I don't even know how this happened anymore, but I also set up part of our wedding registry over the weekend. Well, I know why I had the idea, but I really don't know how I actually allowed myself to spend so much time on this non-studying project. I had the idea because Etsy's Storque feature is having a Handmade Wedding Series, and one of the posts this weekend was about custom registry websites. Thank goodness! I've been trying to come up with a way to register at stores that don't have registries and this is the perfect solution! I tried out Wist, but while it allows you to make a "web-list" it doesn't have a registry function that indicates if something has been purchased. So I ended up going with, and once I had set it up, I just sort of started adding things... and more things... and thus the registry was born. There are so many awesome things out there that just aren't available at Target, Macy's, or Bed Bath and Beyond (or, like most things, they are available for less money on the wonderful internet). But don't worry, we'll be setting up some store registries as well. Because I just can't register for towels without putting my hands on the towels to feel them first. And in case you go snooping, we're not going to un-password protect our online registry quite yet, because it's nowhere near finished... and there's still plenty of time for you to buy us a present, so just have patience, little grasshopper.

Today I spent an embarrassing chunk of time looking through ceremony readings (completely Lauren's fault!), which led, oddly enough, to an idea for my graduation speech next year. Seeing as how graduation speech --> graduation --> medical school --> sort of relates to studying (suuuuuure it does, Holly), I allowed it. I'm quite excited by this speech idea, but as graduation is also a year away, there's no sense in spilling the beans quite yet. Plus there's still this year's graduation to attend, and I want to see what the graduating class president has to say. Last year's speech was horrendously long, and the one before that was nice, but unremarkable. I have high hopes for this year's class president, though.
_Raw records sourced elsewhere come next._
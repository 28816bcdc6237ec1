/*
group_code.rs

Copyright 2025 Hervé Quatremain

This file is part of Linegame.

Linegame is free software: you can redistribute it and/or modify it under the
terms of the GNU General Public License as published by the Free Software
Foundation, either version 3 of the License, or (at your option) any later
version.

Linegame is distributed in the hope that it will be useful, but WITHOUT ANY
WARRANTY; without even the implied warranty of MERCHANTABILITY or FITNESS FOR
A PARTICULAR PURPOSE. See the GNU General Public License for more details.

You should have received a copy of the GNU General Public License along with
Linegame. If not, see <https://www.gnu.org/licenses/>.

SPDX-License-Identifier: GPL-3.0-or-later
*/

//! Level group codes.
//!
//! Levels with the same field size, number of waypoints, and number of blockers have the same
//! difficulty and belong to the same group. The group is identified by a code such as `4_2_1`
//! (field size 4, two waypoints, one blocker).

use serde::{Deserialize, Deserializer, Serialize, Serializer, de};
use std::fmt;
use std::str::FromStr;
use thiserror::Error;

/// Error returned when a group code cannot be parsed.
#[derive(Error, Debug, Clone, PartialEq, Eq)]
pub enum GroupCodeError {
    #[error("malformed group code: empty input")]
    Empty,

    #[error("malformed group code \"{0}\": expected three segments separated by '_'")]
    WrongArity(String),

    #[error("malformed group code \"{code}\": cannot decode the {segment}")]
    NotANumber { code: String, segment: &'static str },
}

/// Level group code.
#[derive(Debug, Copy, Clone, PartialEq, Eq, Hash, PartialOrd, Ord)]
pub struct LevelGroupCode {
    pub field_size: usize,
    pub waypoints: usize,
    pub blockers: usize,
}

impl LevelGroupCode {
    pub fn new(field_size: usize, waypoints: usize, blockers: usize) -> Self {
        Self {
            field_size,
            waypoints,
            blockers,
        }
    }
}

impl fmt::Display for LevelGroupCode {
    fn fmt(&self, f: &mut fmt::Formatter) -> fmt::Result {
        write!(f, "{}_{}_{}", self.field_size, self.waypoints, self.blockers)
    }
}

impl FromStr for LevelGroupCode {
    type Err = GroupCodeError;

    fn from_str(code: &str) -> Result<Self, Self::Err> {
        if code.is_empty() {
            return Err(GroupCodeError::Empty);
        }
        let segments: Vec<&str> = code.split('_').collect();
        if segments.len() != 3 {
            return Err(GroupCodeError::WrongArity(code.to_string()));
        }
        let number = |i: usize, segment: &'static str| {
            segments[i]
                .parse::<usize>()
                .map_err(|_| GroupCodeError::NotANumber {
                    code: code.to_string(),
                    segment,
                })
        };
        Ok(Self {
            field_size: number(0, "field size")?,
            waypoints: number(1, "waypoint count")?,
            blockers: number(2, "blocker count")?,
        })
    }
}

impl Serialize for LevelGroupCode {
    fn serialize<S>(&self, serializer: S) -> Result<S::Ok, S::Error>
    where
        S: Serializer,
    {
        serializer.collect_str(self)
    }
}

impl<'de> Deserialize<'de> for LevelGroupCode {
    fn deserialize<D>(deserializer: D) -> Result<Self, D::Error>
    where
        D: Deserializer<'de>,
    {
        let s: String = String::deserialize(deserializer)?;
        s.parse().map_err(de::Error::custom)
    }
}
Well, that's the end of today's session of "How I spent my time not studying." Tune in next time (I promise, there will be a next time) for more!


Lauren said...

You have such beautiful handwriting!! I took calligraphy every summer for about 5 years, so I'm hoping some of that will come back to me. The hardest part of me is spacing out names on envelopes!

I do know that the correct way to hold the calligraphy pen is such that when you're making a capital "A" the left side is a thin line, and the right side is the thick line. Thats my calligraphy tip for the day!

ami @ elizabeth anne designs said...

your handwriting is absolutely fantastic! so good that actually, i'm jealous. :) you're so lucky that you don't have to pay someone to write your envelopes!

hwong14 said...

Thanks, Ami! My mother will be very happy to hear that :) Seriously, though, I've created an addiction -- I've been practicing my penmanship even more in every single lecture I don't pay attention in, and a few weeks ago I went out and bought a calligraphy marker to start playing with. It's so much fun, I cannot wait to address those invitations!